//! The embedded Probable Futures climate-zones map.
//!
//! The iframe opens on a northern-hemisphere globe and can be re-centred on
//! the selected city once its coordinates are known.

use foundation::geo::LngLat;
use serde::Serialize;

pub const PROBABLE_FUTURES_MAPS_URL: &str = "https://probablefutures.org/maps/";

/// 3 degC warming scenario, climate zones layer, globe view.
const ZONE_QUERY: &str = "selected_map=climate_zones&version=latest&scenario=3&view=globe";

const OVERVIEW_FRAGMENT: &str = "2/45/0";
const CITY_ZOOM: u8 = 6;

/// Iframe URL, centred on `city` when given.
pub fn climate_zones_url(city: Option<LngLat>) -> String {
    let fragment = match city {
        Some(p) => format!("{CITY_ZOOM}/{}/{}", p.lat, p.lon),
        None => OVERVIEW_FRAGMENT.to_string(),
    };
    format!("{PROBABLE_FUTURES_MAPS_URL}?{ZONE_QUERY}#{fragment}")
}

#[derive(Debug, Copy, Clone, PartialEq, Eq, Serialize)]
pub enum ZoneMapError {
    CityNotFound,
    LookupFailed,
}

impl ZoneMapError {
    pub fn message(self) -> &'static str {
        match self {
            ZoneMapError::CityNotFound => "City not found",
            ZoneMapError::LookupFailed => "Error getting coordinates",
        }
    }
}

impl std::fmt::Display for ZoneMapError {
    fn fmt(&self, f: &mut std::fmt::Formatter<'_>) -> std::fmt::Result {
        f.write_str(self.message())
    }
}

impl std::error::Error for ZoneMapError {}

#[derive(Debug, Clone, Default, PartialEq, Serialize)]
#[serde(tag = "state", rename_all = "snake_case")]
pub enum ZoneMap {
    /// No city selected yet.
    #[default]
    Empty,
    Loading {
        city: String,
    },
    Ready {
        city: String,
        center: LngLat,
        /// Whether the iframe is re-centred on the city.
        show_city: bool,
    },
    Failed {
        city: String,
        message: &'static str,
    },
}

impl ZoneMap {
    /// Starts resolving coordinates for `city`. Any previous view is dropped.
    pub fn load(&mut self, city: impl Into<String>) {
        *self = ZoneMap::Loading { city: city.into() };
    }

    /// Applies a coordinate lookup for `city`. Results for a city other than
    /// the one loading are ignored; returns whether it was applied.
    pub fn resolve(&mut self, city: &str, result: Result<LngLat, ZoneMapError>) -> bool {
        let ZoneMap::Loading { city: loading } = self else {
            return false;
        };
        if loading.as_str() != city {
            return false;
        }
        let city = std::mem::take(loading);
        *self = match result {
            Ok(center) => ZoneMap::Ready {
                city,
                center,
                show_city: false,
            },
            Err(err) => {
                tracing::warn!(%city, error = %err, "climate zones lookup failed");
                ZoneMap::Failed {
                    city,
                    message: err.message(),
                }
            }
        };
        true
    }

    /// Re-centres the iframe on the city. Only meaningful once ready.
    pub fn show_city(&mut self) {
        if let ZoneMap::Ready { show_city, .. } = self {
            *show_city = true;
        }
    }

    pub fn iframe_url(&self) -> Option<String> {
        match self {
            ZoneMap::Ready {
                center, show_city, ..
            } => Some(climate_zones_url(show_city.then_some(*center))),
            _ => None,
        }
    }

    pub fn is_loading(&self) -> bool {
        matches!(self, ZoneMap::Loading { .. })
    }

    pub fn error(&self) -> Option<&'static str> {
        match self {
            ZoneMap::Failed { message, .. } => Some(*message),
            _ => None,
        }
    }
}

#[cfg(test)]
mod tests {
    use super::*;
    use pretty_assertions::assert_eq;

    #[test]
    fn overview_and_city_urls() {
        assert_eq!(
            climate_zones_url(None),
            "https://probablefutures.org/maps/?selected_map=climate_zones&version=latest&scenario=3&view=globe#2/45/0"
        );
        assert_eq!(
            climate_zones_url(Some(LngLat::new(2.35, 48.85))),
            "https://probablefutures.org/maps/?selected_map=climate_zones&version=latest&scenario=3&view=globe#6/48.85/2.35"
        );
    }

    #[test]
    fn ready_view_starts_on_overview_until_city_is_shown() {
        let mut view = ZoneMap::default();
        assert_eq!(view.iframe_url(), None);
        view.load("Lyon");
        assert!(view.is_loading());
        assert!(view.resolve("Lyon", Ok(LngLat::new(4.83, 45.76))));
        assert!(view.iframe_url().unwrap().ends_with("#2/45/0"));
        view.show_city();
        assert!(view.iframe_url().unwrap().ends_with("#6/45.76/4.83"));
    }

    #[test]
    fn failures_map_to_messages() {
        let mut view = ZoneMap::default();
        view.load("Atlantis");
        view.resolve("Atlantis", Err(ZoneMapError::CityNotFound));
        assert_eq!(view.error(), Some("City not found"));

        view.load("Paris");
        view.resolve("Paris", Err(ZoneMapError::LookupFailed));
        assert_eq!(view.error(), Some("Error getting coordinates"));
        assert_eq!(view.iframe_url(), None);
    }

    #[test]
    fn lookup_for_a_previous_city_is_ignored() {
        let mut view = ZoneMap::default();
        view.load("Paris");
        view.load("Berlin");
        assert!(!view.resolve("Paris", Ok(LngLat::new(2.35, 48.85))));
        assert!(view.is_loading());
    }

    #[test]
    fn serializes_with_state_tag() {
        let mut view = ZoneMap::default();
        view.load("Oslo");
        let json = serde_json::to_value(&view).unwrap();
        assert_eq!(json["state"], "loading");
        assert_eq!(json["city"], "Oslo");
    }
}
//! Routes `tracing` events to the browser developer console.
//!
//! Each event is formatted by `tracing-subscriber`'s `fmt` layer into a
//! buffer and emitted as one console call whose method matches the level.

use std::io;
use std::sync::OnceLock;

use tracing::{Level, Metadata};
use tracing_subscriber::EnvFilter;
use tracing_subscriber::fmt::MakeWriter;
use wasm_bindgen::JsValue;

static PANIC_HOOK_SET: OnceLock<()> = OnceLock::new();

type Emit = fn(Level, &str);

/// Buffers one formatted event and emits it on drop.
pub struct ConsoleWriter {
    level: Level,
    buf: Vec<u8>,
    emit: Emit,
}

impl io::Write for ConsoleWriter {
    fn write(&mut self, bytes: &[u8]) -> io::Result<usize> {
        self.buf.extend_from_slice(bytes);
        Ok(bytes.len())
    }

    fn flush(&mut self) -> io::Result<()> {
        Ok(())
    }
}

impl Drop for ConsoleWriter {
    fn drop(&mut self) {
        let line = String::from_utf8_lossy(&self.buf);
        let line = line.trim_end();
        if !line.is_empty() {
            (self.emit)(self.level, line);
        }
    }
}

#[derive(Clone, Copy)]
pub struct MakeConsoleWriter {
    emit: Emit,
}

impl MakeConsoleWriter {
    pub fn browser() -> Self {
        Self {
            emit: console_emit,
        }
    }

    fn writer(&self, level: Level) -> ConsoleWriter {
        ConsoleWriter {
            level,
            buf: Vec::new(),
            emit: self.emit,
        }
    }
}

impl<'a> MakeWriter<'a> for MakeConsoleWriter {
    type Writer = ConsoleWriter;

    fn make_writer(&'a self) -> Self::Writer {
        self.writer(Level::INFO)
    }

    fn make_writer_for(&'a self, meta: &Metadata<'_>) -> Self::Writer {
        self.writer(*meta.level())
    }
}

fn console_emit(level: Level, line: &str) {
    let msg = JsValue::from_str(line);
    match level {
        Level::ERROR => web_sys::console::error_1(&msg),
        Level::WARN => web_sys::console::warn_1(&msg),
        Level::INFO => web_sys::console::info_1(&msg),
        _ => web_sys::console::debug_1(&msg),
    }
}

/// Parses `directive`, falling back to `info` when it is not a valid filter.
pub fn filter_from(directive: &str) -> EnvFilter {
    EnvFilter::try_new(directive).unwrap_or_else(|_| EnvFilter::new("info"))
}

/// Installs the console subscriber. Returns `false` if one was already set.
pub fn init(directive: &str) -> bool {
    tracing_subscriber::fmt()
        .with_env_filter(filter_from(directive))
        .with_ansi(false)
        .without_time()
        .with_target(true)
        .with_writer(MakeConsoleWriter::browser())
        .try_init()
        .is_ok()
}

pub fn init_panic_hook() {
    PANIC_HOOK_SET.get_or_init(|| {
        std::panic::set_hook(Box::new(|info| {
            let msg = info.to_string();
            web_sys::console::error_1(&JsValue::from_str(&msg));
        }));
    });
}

-------------------------

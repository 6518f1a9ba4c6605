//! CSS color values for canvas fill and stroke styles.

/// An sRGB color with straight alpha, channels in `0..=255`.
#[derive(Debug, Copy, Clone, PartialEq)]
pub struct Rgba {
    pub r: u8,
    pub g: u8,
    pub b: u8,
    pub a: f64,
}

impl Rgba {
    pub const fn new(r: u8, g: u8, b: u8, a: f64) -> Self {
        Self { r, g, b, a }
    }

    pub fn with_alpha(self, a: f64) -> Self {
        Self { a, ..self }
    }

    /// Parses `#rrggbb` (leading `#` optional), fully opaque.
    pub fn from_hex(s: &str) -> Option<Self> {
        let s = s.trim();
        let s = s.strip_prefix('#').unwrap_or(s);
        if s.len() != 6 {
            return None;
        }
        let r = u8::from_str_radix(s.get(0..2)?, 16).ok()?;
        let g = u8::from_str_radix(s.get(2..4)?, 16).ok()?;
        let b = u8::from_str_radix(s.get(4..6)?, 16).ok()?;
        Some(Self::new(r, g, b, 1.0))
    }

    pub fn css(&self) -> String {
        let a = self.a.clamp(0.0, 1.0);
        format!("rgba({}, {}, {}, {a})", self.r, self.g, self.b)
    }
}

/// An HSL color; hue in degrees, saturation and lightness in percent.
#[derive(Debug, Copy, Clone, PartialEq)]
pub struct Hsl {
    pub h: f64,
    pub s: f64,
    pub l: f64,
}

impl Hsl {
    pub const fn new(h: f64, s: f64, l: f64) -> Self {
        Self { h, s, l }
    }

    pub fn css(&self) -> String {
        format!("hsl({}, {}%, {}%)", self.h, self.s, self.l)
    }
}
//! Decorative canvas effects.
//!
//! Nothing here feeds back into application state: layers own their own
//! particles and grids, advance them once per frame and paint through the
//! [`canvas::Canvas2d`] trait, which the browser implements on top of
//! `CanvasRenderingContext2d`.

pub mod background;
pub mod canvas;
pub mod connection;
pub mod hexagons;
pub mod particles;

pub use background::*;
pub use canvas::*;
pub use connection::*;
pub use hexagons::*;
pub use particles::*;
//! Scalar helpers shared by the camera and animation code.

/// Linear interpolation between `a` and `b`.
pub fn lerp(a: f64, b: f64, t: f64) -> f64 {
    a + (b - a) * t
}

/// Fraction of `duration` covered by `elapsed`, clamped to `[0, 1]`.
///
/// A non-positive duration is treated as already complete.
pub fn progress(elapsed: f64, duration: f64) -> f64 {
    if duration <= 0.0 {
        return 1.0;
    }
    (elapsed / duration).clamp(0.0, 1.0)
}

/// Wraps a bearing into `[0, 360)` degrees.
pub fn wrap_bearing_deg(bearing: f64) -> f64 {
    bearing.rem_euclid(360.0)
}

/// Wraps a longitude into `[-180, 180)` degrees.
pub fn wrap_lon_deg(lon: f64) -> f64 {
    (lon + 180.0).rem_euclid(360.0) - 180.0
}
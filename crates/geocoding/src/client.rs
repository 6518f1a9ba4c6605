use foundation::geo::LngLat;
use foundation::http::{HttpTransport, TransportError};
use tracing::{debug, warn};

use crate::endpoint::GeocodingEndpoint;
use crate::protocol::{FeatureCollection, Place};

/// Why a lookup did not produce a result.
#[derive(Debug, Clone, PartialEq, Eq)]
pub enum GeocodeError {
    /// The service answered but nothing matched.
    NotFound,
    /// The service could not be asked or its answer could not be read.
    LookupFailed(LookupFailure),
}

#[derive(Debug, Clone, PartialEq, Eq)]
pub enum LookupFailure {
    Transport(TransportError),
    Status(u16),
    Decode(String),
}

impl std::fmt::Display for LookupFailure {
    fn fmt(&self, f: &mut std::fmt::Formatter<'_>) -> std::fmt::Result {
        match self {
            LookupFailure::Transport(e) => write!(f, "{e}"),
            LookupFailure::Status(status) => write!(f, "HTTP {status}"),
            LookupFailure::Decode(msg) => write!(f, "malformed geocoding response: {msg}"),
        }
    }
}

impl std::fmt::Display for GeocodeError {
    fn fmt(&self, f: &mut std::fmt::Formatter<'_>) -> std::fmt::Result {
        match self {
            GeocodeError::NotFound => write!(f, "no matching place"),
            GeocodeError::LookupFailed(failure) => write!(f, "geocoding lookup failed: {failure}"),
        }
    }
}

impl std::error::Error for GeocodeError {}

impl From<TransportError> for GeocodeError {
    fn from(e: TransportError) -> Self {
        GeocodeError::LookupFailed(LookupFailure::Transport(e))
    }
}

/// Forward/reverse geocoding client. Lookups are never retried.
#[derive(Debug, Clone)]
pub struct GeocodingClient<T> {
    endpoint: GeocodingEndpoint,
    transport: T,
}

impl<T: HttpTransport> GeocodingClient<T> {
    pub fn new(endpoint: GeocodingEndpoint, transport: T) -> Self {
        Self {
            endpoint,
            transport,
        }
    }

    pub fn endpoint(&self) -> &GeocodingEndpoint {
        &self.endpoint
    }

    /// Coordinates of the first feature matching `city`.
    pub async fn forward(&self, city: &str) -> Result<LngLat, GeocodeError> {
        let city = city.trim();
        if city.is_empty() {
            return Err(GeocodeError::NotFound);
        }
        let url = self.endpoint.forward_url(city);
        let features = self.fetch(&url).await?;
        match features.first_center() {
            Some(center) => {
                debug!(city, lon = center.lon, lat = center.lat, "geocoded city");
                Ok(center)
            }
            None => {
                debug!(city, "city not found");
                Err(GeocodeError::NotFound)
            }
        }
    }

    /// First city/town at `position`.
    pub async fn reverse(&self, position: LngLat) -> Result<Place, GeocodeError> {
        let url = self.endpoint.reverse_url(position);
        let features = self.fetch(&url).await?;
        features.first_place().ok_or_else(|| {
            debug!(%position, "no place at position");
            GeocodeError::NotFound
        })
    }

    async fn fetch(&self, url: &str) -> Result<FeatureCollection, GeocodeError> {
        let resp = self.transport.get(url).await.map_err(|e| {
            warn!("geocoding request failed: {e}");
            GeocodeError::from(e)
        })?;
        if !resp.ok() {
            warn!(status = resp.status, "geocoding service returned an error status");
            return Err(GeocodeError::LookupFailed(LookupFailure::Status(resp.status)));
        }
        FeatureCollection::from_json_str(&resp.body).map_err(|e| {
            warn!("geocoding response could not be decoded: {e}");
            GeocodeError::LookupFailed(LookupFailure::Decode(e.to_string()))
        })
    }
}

-------------------------

▶ What you will do: How many lines of the entries contain the word "type"? Only the number is wanted.

▶ Solution to this task: 2